Every entry in the listing below has to be transcribed exactly.
Start of Material for this task
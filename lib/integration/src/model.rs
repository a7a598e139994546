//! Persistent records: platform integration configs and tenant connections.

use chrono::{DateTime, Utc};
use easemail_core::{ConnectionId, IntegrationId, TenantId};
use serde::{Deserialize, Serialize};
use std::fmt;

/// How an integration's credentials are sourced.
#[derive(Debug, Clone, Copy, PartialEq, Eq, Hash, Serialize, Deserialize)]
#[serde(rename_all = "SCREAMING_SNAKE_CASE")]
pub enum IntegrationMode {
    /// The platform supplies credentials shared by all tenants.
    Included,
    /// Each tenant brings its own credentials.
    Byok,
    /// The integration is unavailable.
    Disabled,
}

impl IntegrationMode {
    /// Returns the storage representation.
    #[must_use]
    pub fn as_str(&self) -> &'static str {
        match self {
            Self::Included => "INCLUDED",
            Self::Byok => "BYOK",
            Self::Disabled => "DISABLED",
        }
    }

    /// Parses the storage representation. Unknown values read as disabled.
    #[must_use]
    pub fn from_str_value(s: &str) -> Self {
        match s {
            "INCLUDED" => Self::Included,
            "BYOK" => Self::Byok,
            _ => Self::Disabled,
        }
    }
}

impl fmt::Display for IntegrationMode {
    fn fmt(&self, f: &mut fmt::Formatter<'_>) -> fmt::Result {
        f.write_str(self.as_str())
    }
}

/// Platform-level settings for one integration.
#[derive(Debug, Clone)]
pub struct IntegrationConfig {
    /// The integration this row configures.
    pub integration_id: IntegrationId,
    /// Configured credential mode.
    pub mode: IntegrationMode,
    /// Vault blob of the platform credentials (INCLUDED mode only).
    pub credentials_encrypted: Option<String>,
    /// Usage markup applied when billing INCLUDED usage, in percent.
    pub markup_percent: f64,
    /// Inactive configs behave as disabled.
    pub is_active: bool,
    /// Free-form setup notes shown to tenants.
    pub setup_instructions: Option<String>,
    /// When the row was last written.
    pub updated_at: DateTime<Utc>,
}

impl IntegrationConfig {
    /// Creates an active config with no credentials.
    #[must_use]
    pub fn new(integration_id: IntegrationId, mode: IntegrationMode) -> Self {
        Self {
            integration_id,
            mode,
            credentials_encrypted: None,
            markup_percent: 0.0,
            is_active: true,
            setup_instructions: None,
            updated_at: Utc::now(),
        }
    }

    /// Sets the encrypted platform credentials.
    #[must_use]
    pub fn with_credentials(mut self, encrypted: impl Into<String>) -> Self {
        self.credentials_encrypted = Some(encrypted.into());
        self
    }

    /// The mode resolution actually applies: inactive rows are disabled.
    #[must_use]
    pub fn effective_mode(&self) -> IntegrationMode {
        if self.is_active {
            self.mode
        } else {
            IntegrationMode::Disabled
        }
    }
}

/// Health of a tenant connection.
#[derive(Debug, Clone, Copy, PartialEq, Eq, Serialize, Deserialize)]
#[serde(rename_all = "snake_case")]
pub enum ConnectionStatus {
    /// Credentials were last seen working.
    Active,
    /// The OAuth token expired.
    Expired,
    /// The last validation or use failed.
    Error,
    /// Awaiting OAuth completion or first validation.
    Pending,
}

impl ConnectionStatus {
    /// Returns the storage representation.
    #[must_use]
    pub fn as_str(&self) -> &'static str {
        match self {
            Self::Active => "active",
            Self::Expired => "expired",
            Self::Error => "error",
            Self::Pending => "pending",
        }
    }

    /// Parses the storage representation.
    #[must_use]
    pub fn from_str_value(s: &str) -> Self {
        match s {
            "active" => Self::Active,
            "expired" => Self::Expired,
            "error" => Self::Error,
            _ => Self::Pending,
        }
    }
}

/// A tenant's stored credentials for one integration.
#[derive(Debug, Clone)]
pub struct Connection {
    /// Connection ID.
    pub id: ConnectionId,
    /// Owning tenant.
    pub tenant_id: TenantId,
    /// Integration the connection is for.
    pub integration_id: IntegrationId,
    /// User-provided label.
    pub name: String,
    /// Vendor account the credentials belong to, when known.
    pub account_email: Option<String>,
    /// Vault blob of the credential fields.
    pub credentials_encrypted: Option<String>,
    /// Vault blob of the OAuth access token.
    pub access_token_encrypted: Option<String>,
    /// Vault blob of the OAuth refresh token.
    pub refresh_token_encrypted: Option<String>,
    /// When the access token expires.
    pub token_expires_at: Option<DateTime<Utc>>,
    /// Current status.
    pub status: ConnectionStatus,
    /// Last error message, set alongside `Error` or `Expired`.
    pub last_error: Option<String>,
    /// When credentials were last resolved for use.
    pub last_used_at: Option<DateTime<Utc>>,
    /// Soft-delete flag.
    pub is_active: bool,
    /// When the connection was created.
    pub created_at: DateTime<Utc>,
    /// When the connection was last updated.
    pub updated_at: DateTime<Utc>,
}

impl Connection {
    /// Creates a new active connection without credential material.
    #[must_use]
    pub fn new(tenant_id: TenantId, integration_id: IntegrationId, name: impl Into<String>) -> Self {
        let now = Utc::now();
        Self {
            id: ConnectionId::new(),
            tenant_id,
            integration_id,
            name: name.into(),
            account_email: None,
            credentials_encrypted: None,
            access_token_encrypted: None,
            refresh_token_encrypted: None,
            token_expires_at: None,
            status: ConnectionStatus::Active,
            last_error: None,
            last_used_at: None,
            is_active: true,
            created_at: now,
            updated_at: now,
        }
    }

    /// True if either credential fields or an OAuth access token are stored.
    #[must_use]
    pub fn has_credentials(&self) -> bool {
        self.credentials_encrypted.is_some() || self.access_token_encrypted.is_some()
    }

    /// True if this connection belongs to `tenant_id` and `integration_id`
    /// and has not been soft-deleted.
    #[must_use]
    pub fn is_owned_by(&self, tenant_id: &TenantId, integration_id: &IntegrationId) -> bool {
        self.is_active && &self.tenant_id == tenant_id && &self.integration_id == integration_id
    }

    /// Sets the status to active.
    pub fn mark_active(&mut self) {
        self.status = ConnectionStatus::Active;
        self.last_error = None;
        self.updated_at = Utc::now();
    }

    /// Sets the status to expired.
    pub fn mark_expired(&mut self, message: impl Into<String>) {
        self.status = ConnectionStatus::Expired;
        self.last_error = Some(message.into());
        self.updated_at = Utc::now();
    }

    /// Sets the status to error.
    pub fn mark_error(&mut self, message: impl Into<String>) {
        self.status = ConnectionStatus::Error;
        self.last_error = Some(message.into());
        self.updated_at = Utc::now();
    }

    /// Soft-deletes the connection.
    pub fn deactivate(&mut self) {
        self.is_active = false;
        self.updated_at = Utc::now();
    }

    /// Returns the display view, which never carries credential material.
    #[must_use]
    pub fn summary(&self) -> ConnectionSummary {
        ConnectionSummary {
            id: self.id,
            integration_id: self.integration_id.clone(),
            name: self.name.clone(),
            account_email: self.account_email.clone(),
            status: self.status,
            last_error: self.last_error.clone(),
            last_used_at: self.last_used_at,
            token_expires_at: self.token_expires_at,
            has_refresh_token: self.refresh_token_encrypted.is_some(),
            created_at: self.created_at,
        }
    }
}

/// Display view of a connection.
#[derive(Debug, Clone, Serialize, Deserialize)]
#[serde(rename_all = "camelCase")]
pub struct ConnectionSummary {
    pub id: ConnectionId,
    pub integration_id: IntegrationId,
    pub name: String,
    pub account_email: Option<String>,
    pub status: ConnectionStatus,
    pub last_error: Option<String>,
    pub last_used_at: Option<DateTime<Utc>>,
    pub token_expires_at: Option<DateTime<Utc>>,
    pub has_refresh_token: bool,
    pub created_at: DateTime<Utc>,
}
End of Material for this task
**Task output:**
filename lib/integration/src/model.rs
repository a7a598e139994546
//! Persistent records: platform integration configs and tenant connections.

use chrono::{DateTime, Utc};
use easemail_core::{ConnectionId, IntegrationId, TenantId};
use serde::{Deserialize, Serialize};
use std::fmt;

/// How an integration's credentials are sourced.
#[derive(Debug, Clone, Copy, PartialEq, Eq, Hash, Serialize, Deserialize)]
#[serde(rename_all = "SCREAMING_SNAKE_CASE")]
pub enum IntegrationMode {
    /// The platform supplies credentials shared by all tenants.
    Included,
    /// Each tenant brings its own credentials.
    Byok,
    /// The integration is unavailable.
    Disabled,
}

impl IntegrationMode {
    /// Returns the storage representation.
    #[must_use]
    pub fn as_str(&self) -> &'static str {
        match self {
            Self::Included => "INCLUDED",
            Self::Byok => "BYOK",
            Self::Disabled => "DISABLED",
        }
    }

    /// Parses the storage representation. Unknown values read as disabled.
    #[must_use]
    pub fn from_str_value(s: &str) -> Self {
        match s {
            "INCLUDED" => Self::Included,
            "BYOK" => Self::Byok,
            _ => Self::Disabled,
        }
    }
}

impl fmt::Display for IntegrationMode {
    fn fmt(&self, f: &mut fmt::Formatter<'_>) -> fmt::Result {
        f.write_str(self.as_str())
    }
}

/// Platform-level settings for one integration.
#[derive(Debug, Clone)]
pub struct IntegrationConfig {
    /// The integration this row configures.
    pub integration_id: IntegrationId,
    /// Configured credential mode.
    pub mode: IntegrationMode,
    /// Vault blob of the platform credentials (INCLUDED mode only).
    pub credentials_encrypted: Option<String>,
    /// Usage markup applied when billing INCLUDED usage, in percent.
    pub markup_percent: f64,
    /// Inactive configs behave as disabled.
    pub is_active: bool,
    /// Free-form setup notes shown to tenants.
    pub setup_instructions: Option<String>,
    /// When the row was last written.
    pub updated_at: DateTime<Utc>,
}

impl IntegrationConfig {
    /// Creates an active config with no credentials.
    #[must_use]
    pub fn new(integration_id: IntegrationId, mode: IntegrationMode) -> Self {
        Self {
            integration_id,
            mode,
            credentials_encrypted: None,
            markup_percent: 0.0,
            is_active: true,
            setup_instructions: None,
            updated_at: Utc::now(),
        }
    }

    /// Sets the encrypted platform credentials.
    #[must_use]
    pub fn with_credentials(mut self, encrypted: impl Into<String>) -> Self {
        self.credentials_encrypted = Some(encrypted.into());
        self
    }

    /// The mode resolution actually applies: inactive rows are disabled.
    #[must_use]
    pub fn effective_mode(&self) -> IntegrationMode {
        if self.is_active {
            self.mode
        } else {
            IntegrationMode::Disabled
        }
    }
}

/// Health of a tenant connection.
#[derive(Debug, Clone, Copy, PartialEq, Eq, Serialize, Deserialize)]
#[serde(rename_all = "snake_case")]
pub enum ConnectionStatus {
    /// Credentials were last seen working.
    Active,
    /// The OAuth token expired.
    Expired,
    /// The last validation or use failed.
    Error,
    /// Awaiting OAuth completion or first validation.
    Pending,
}

impl ConnectionStatus {
    /// Returns the storage representation.
    #[must_use]
    pub fn as_str(&self) -> &'static str {
        match self {
            Self::Active => "active",
            Self::Expired => "expired",
            Self::Error => "error",
            Self::Pending => "pending",
        }
    }

    /// Parses the storage representation.
    #[must_use]
    pub fn from_str_value(s: &str) -> Self {
        match s {
            "active" => Self::Active,
            "expired" => Self::Expired,
            "error" => Self::Error,
            _ => Self::Pending,
        }
    }
}

/// A tenant's stored credentials for one integration.
#[derive(Debug, Clone)]
pub struct Connection {
    /// Connection ID.
    pub id: ConnectionId,
    /// Owning tenant.
    pub tenant_id: TenantId,
    /// Integration the connection is for.
    pub integration_id: IntegrationId,
    /// User-provided label.
    pub name: String,
    /// Vendor account the credentials belong to, when known.
    pub account_email: Option<String>,
    /// Vault blob of the credential fields.
    pub credentials_encrypted: Option<String>,
    /// Vault blob of the OAuth access token.
    pub access_token_encrypted: Option<String>,
    /// Vault blob of the OAuth refresh token.
    pub refresh_token_encrypted: Option<String>,
    /// When the access token expires.
    pub token_expires_at: Option<DateTime<Utc>>,
    /// Current status.
    pub status: ConnectionStatus,
    /// Last error message, set alongside `Error` or `Expired`.
    pub last_error: Option<String>,
    /// When credentials were last resolved for use.
    pub last_used_at: Option<DateTime<Utc>>,
    /// Soft-delete flag.
    pub is_active: bool,
    /// When the connection was created.
    pub created_at: DateTime<Utc>,
    /// When the connection was last updated.
    pub updated_at: DateTime<Utc>,
}

impl Connection {
    /// Creates a new active connection without credential material.
    #[must_use]
    pub fn new(tenant_id: TenantId, integration_id: IntegrationId, name: impl Into<String>) -> Self {
        let now = Utc::now();
        Self {
            id: ConnectionId::new(),
            tenant_id,
            integration_id,
            name: name.into(),
            account_email: None,
            credentials_encrypted: None,
            access_token_encrypted: None,
            refresh_token_encrypted: None,
            token_expires_at: None,
            status: ConnectionStatus::Active,
            last_error: None,
            last_used_at: None,
            is_active: true,
            created_at: now,
            updated_at: now,
        }
    }

    /// True if either credential fields or an OAuth access token are stored.
    #[must_use]
    pub fn has_credentials(&self) -> bool {
        self.credentials_encrypted.is_some() || self.access_token_encrypted.is_some()
    }

    /// True if this connection belongs to `tenant_id` and `integration_id`
    /// and has not been soft-deleted.
    #[must_use]
    pub fn is_owned_by(&self, tenant_id: &TenantId, integration_id: &IntegrationId) -> bool {
        self.is_active && &self.tenant_id == tenant_id && &self.integration_id == integration_id
    }

    /// Sets the status to active.
    pub fn mark_active(&mut self) {
        self.status = ConnectionStatus::Active;
        self.last_error = None;
        self.updated_at = Utc::now();
    }

    /// Sets the status to expired.
    pub fn mark_expired(&mut self, message: impl Into<String>) {
        self.status = ConnectionStatus::Expired;
        self.last_error = Some(message.into());
        self.updated_at = Utc::now();
    }

    /// Sets the status to error.
    pub fn mark_error(&mut self, message: impl Into<String>) {
        self.status = ConnectionStatus::Error;
        self.last_error = Some(message.into());
        self.updated_at = Utc::now();
    }

    /// Soft-deletes the connection.
    pub fn deactivate(&mut self) {
        self.is_active = false;
        self.updated_at = Utc::now();
    }

    /// Returns the display view, which never carries credential material.
    #[must_use]
    pub fn summary(&self) -> ConnectionSummary {
        ConnectionSummary {
            id: self.id,
            integration_id: self.integration_id.clone(),
            name: self.name.clone(),
            account_email: self.account_email.clone(),
            status: self.status,
            last_error: self.last_error.clone(),
            last_used_at: self.last_used_at,
            token_expires_at: self.token_expires_at,
            has_refresh_token: self.refresh_token_encrypted.is_some(),
            created_at: self.created_at,
        }
    }
}

/// Display view of a connection.
#[derive(Debug, Clone, Serialize, Deserialize)]
#[serde(rename_all = "camelCase")]
pub struct ConnectionSummary {
    pub id: ConnectionId,
    pub integration_id: IntegrationId,
    pub name: String,
    pub account_email: Option<String>,
    pub status: ConnectionStatus,
    pub last_error: Option<String>,
    pub last_used_at: Option<DateTime<Utc>>,
    pub token_expires_at: Option<DateTime<Utc>>,
    pub has_refresh_token: bool,
    pub created_at: DateTime<Utc>,
}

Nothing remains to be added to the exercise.